Written by Salina Abraham 

It is well known that some of the most exciting parts to UN meetings are the side events. Today, IFSA’s partner IUFRO (International Union of Forest Research Organizations), held a side event on “Healthy forests for a prosperous environment: the multi-faceted aspects of forest degradation.” This event was held by the IUFRO Task Force on “Climate Change and Forest Health” with the intent to educate and improve understanding of interactions between forest and environment. In practice, this meant several scientists presented their findings in various topics related to climate change and forest health directly to policy makers and other stakeholders.

Of the many presentations – one that greatly interested me was a specific proposal of a global indicator on forests. 

There have been robust discussions around the need to monitor and assess progress and of course, the importance of indicators to this end. Professor Christina Branquinho, from the University of Lisbon, underscored the need for global indicators not only on the drivers of climate change but also on the effect of climate change and the impact of adaptation and mitigation policies. Currently, indicators for forest health have revolved around measuring the number of species in an ecosystem and corresponding rates of extinction but she believes there’s a radically better way. The challenge – we need to measure the effects of climate change at the ecosystem level and somehow be able to see the impact of a 2 degree increase on different ecosystems (alpine and tropical for example) and on ecosystems with varying resilience.

Finding a global indicator that is observable at different scales and can reflect long term changes is not an easy task. But the indicator proposed made me smile – Professor Branquinho, suggested lichens.Lichen-covered_tree,_Tresco.jpg

The professor and her colleague walked us through the rationale for using lichens as a global indicator. First, lichens exist in almost all terrestrial ecosystems and have a long history of being used as indicators (for pollution and land use changes). Their value comes from the fact that they are directly controlled by the atmosphere, both temperature and precipitation. Additionally, there are standard methodologies in place to use them as indicators (2 used in practice, 1 by the US/Canada and the 2nd by Europe/Asia). Professor Branquinho’s team has proposed a framework to integrate these two methodologies and jointly analyze results to eliminate this issue. The team seeks to use changes in functional attributes  (various shapes depending on different environments) rather than changes in species to measure effect. (functional diversity vs. species diversity)

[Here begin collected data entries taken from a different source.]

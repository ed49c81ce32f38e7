//! asgraph-features entrypoint: extract structural features from a time-ordered
//! series of topology snapshots. Arguments are edge-list files or directories
//! of them; records are appended to `<output.dir>/graph_features.ndjson` and
//! node tables written under `<output.dir>/nodes/`.

use asgraph_features::{
    config::{EngineConfig, OutputConfig},
    features::{FeatureExtractor, SnapshotFeatures},
    graph::{discover_snapshot_files, load_edge_list, parse_snapshot_timestamp, Snapshot},
    logging::StructuredLogger,
};
use std::fs::{File, OpenOptions};
use std::io::{BufWriter, Write};
use std::path::{Path, PathBuf};
use std::sync::atomic::{AtomicBool, Ordering};
use std::time::Instant;
use tracing::{info, warn};

type BoxError = Box<dyn std::error::Error + Send + Sync>;

fn snapshot_label(path: &Path) -> String {
    path.file_stem()
        .map(|s| s.to_string_lossy().into_owned())
        .unwrap_or_else(|| path.display().to_string())
}

fn write_outputs(
    features: &SnapshotFeatures,
    output: &OutputConfig,
    records: &mut impl Write,
) -> Result<(), BoxError> {
    StructuredLogger::emit_json(&features.graph, records)?;
    records.flush()?;
    if output.node_tables {
        let path = output.dir.join("nodes").join(format!("{}.json", features.nodes.snapshot));
        let mut w = BufWriter::new(File::create(&path)?);
        serde_json::to_writer(&mut w, &features.nodes)?;
        w.flush()?;
    }
    Ok(())
}

fn run_one_snapshot(
    path: &Path,
    config: &EngineConfig,
    extractor: &FeatureExtractor,
    records: &mut impl Write,
) -> Result<(), BoxError> {
    let started = Instant::now();
    let full = load_edge_list(path, &config.input)?;
    let snapshot =
        Snapshot::from_full_graph(snapshot_label(path), parse_snapshot_timestamp(path), full);
    info!(
        snapshot = %snapshot.label,
        full_nodes = snapshot.full_nodes,
        lcc_nodes = snapshot.graph.node_count(),
        load_ms = started.elapsed().as_millis() as u64,
        "snapshot loaded"
    );
    let features = extractor.extract(&snapshot)?;
    write_outputs(&features, &config.output, records)
}

fn main() -> Result<(), BoxError> {
    let config_path = std::env::var("ASGRAPH_CONFIG_PATH")
        .map(PathBuf::from)
        .unwrap_or_else(|_| PathBuf::from("config.json"));
    let config = EngineConfig::load(&config_path);

    StructuredLogger::init(config.log.json, &config.log.level);

    let inputs: Vec<PathBuf> = std::env::args_os().skip(1).map(PathBuf::from).collect();
    if inputs.is_empty() {
        return Err("usage: asgraph-features <snapshot-file-or-dir>...".into());
    }
    let files = discover_snapshot_files(&inputs, &config.input);
    info!(files = files.len(), output = ?config.output.dir, "asgraph-features starting");

    std::fs::create_dir_all(&config.output.dir)?;
    if config.output.node_tables {
        std::fs::create_dir_all(config.output.dir.join("nodes"))?;
    }
    let mut records = BufWriter::new(
        OpenOptions::new()
            .create(true)
            .append(true)
            .open(config.output.dir.join("graph_features.ndjson"))?,
    );

    let extractor = FeatureExtractor::new(config.extraction.clone());

    static STOP: AtomicBool = AtomicBool::new(false);
    let _ = ctrlc::set_handler(|| {
        STOP.store(true, Ordering::Relaxed);
    });

    let mut done = 0usize;
    for path in &files {
        if STOP.load(Ordering::Relaxed) {
            info!(remaining = files.len() - done, "interrupted, stopping");
            break;
        }
        if let Err(e) = run_one_snapshot(path, &config, &extractor, &mut records) {
            warn!(path = %path.display(), error = %e, "snapshot failed");
        }
        done += 1;
    }
    info!(processed = done, "asgraph-features finished");
    Ok(())
}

As always, there are some challenges for interpretation on the global scale. The lichen respond to the most limiting factor of the environment, which could be sunlight, temperature, or precipitation depending on the environment. Currently, they have conducted studies in Brazil, Thailand, the USA and a few countries in Europe but the team is seeking to conduct pilot projects in more areas to fully assess feasibility. For now, it looks promising!

Do you see any problems with using lichen as indicators for ecosystem health or do you think that this is a great small answer to a big question? Let me know!

0 Responses
  • Maximilian Schubert
    May 2, 2017

    This idea has a lot of potential.
    With growing cities and shrinking natural spaces, the question of biodiversity in cities rises. Can the lichens also be used in cities for this?

    Also, not all changes in BD are induced by air pollution and temperature, which gives me a concern regarding applicability for this method as a standard.
    In usual ecosystems, though, It could be a good answer.

    Maximilian Schubert May 2, 2017
  • Joost de Koning
    May 1, 2017

    Nice kick off to the meeting Salina! Interesting suggestion to use lichens. I find it a very resourceful thought. I might be concerned that the persistent absence of a lot of the lichens that are sensitive to air pollution in their former western European range will limit the number of species available to use as an indicator. The species that persist often have a wide ecological range and might not be the most useful indicator species. However, I am not an expert on the topic, so I am looking forward to hear some more opinions.